Selama Angkasa melakukan kegiatan, aku pergi bertemu dengan teman-teman. Aku pulang terlalu larut, dan itu membuat perasaan Angkasa tidak enak. Dia menghubungiku lewat nomor kakak tingkatnya. Saat aku menceritakan semuanya Angkasa marah namun ia tidak malanjutkan marahnya karena dia lebih merindukanku. Dan saat pulang Angkasa mampir sebentar kerumahku membawakan satu buah es krim jagung kesukaanku. Kami menikmati malam sembari melumati eskrim. Angkasa tampan sekali, dia juga bilang bahwa ia sangat-sangat merindukanku. Aku benar-benar merasakan rasa rindunya itu, dia pasti sangat kelelahan namun tetap memaksakan untuk bertemu.
"Cape ya?" tanyaku, dan Angkasa hanya mengangguk sembari menggigiti kacang yang terdapat di eskrim cokelatnya.

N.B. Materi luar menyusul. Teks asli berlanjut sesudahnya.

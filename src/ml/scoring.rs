// ============================================================
// Layer 5 — Scoring
// ============================================================
// Plain-Rust helpers on model outputs: argmax and the macro-averaged
// F1 used to pick the best checkpoint.
//
// Macro-F1 averages the per-class F1 equally over every class in
// 0..num_labels. A class whose precision or recall has a zero
// denominator scores 0.

/// Index of the largest value; the first one wins ties.
pub fn argmax(row: &[f32]) -> usize {
    let mut best = 0;
    for (i, &v) in row.iter().enumerate() {
        if v > row[best] {
            best = i;
        }
    }
    best
}

pub fn macro_f1(predictions: &[usize], labels: &[usize], num_labels: usize) -> f64 {
    if num_labels == 0 {
        return 0.0;
    }
    let mut tp = vec![0usize; num_labels];
    let mut fp = vec![0usize; num_labels];
    let mut fn_ = vec![0usize; num_labels];

    for (&p, &l) in predictions.iter().zip(labels) {
        if p == l {
            if p < num_labels {
                tp[p] += 1;
            }
        } else {
            if p < num_labels {
                fp[p] += 1;
            }
            if l < num_labels {
                fn_[l] += 1;
            }
        }
    }

    let total: f64 = (0..num_labels)
        .map(|c| {
            let precision = ratio(tp[c], tp[c] + fp[c]);
            let recall    = ratio(tp[c], tp[c] + fn_[c]);
            if precision + recall == 0.0 {
                0.0
            } else {
                2.0 * precision * recall / (precision + recall)
            }
        })
        .sum();
    total / num_labels as f64
}

fn ratio(num: usize, den: usize) -> f64 {
    if den == 0 { 0.0 } else { num as f64 / den as f64 }
}
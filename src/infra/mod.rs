// ============================================================
// Layer 6 — Infrastructure Layer
// ============================================================
// Files that outlive a single process:
//
//   checkpoint.rs      — best-model weights (CompactRecorder),
//                        train/model configs as JSON, and the
//                        pretrained model directory
//
//   tokenizer_store.rs — the pretrained subword tokenizer
//                        (tokenizer.json or BERT vocab.txt)
//
//   metrics.rs         — eval_results.txt and metrics.csv
//
//   submission.rs      — per-fold sub.csv and the ensembled
//                        probability / label files
//
// Reference: Burn Book §5 (Checkpointing)

/// Model checkpoint and config persistence
pub mod checkpoint;

/// Pretrained tokenizer loading
pub mod tokenizer_store;

/// Periodic evaluation logs
pub mod metrics;

/// Prediction files and fold ensembling
pub mod submission;
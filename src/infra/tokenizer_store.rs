// ============================================================
// Layer 6 — Tokenizer Store
// ============================================================
// Loads the subword tokenizer that belongs to the pretrained
// encoder. Two layouts of the model directory are accepted:
//
//   tokenizer.json — a Hugging Face tokenizer, loaded as is
//   vocab.txt      — a BERT WordPiece vocabulary, one token per
//                    line, id = line number
//
// For vocab.txt the tokenizer JSON is assembled in memory (BERT
// normaliser with Chinese character splitting, BERT pre-tokenizer,
// WordPiece model) and parsed with Tokenizer::from_str, so the
// result behaves exactly like a saved tokenizer.json would.

use anyhow::{bail, Context, Result};
use std::{fs, path::PathBuf, str::FromStr};
use tokenizers::Tokenizer;

pub struct TokenizerStore {
    dir: PathBuf,
}

impl TokenizerStore {
    pub fn new(dir: impl Into<PathBuf>) -> Self {
        Self { dir: dir.into() }
    }

    /// Load tokenizer.json if present, otherwise build from vocab.txt.
    pub fn load(&self) -> Result<Tokenizer> {
        let json_path  = self.dir.join("tokenizer.json");
        let vocab_path = self.dir.join("vocab.txt");

        if json_path.exists() {
            tracing::info!("Loading tokenizer from '{}'", json_path.display());
            return Tokenizer::from_file(&json_path).map_err(|e| {
                anyhow::anyhow!("Cannot load tokenizer from '{}': {}", json_path.display(), e)
            });
        }
        if vocab_path.exists() {
            tracing::info!("Building WordPiece tokenizer from '{}'", vocab_path.display());
            return self.from_vocab_file(&vocab_path);
        }
        bail!(
            "No tokenizer.json or vocab.txt in model directory '{}'",
            self.dir.display()
        )
    }

    fn from_vocab_file(&self, path: &std::path::Path) -> Result<Tokenizer> {
        let text = fs::read_to_string(path)
            .with_context(|| format!("Cannot read vocabulary '{}'", path.display()))?;

        let mut vocab = serde_json::Map::new();
        for (id, line) in text.lines().enumerate() {
            let token = line.trim_end_matches('\r');
            if token.is_empty() {
                continue;
            }
            // first occurrence keeps its id, as BERT's loader does
            vocab
                .entry(token.to_string())
                .or_insert_with(|| serde_json::json!(id));
        }
        if !vocab.contains_key("[UNK]") {
            bail!("Vocabulary '{}' has no [UNK] token", path.display());
        }

        let added: Vec<serde_json::Value> = ["[PAD]", "[UNK]", "[CLS]", "[SEP]", "[MASK]"]
            .iter()
            .filter_map(|t| vocab.get(*t).map(|id| (t, id.clone())))
            .map(|(t, id)| {
                serde_json::json!({
                    "id": id, "content": t, "single_word": false, "lstrip": false,
                    "rstrip": false, "normalized": false, "special": true
                })
            })
            .collect();

        let tokenizer_json = serde_json::json!({
            "version": "1.0",
            "truncation": null,
            "padding": null,
            "added_tokens": added,
            "normalizer": {
                "type": "BertNormalizer",
                "clean_text": true,
                "handle_chinese_chars": true,
                "strip_accents": null,
                "lowercase": true
            },
            "pre_tokenizer": { "type": "BertPreTokenizer" },
            "post_processor": null,
            "decoder": null,
            "model": {
                "type": "WordPiece",
                "unk_token": "[UNK]",
                "continuing_subword_prefix": "##",
                "max_input_chars_per_word": 100,
                "vocab": vocab
            }
        });

        let tokenizer = Tokenizer::from_str(&tokenizer_json.to_string())
            .map_err(|e| anyhow::anyhow!("Cannot build tokenizer from '{}': {}", path.display(), e))?;
        tracing::debug!("WordPiece vocabulary size: {}", tokenizer.get_vocab_size(true));
        Ok(tokenizer)
    }
}
// ============================================================
// Layer 4 — Text Preprocessor
// ============================================================
// Cleans one sentence before it is written into a fold file.
//
// Fold files are comma separated with no quoting, so a raw ASCII
// comma inside a sentence would shift every column after it.
// Sentences also arrive with the usual copy-paste debris:
//   - Non-breaking / zero-width spaces, byte order marks
//   - Tabs, carriage returns and stray newlines
//   - Runs of spaces
//
// Cleaning steps (applied in order):
//   1. ASCII comma → full-width comma "，"
//   2. Whitespace variants and control characters → plain space
//   3. Collapse runs of spaces, trim both ends

pub struct Preprocessor;

impl Preprocessor {
    pub fn new() -> Self {
        Self
    }

    /// Clean a single sentence so it fits in one CSV cell.
    pub fn clean(&self, text: &str) -> String {
        let mapped = text.chars().map(|c| match c {
            ',' => '，',
            '\t' | '\r' | '\n' => ' ',
            '\u{00A0}' | '\u{200B}' | '\u{FEFF}' | '\u{3000}' => ' ',
            c if c.is_control() => ' ',
            c => c,
        });

        let mut out        = String::with_capacity(text.len());
        let mut last_space = false;
        for c in mapped {
            if c == ' ' {
                if !last_space {
                    out.push(' ');
                }
                last_space = true;
            } else {
                out.push(c);
                last_space = false;
            }
        }

        out.trim().to_string()
    }
}

impl Default for Preprocessor {
    fn default() -> Self {
        Self::new()
    }
}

"Parah banget sih, tapi seru lah." ucapnya datar. Aku mengusap-usap pundaknya sembari menyandarkan kepala di pundaknya. Namun setelah itu aku mengangkat kembali kepalaku. Hanya 10 menit mungkin, setelah itu Angkasa berpamitan pulang. Aku mengantarnya sampai depan gerbang. Kami saling melempar senyum dan mengucapkan "Dah." Aku dan Angkasa itu memiliki salam perpisahan khusus, tangan kanan kami saling mengepal lalu di bertemukan.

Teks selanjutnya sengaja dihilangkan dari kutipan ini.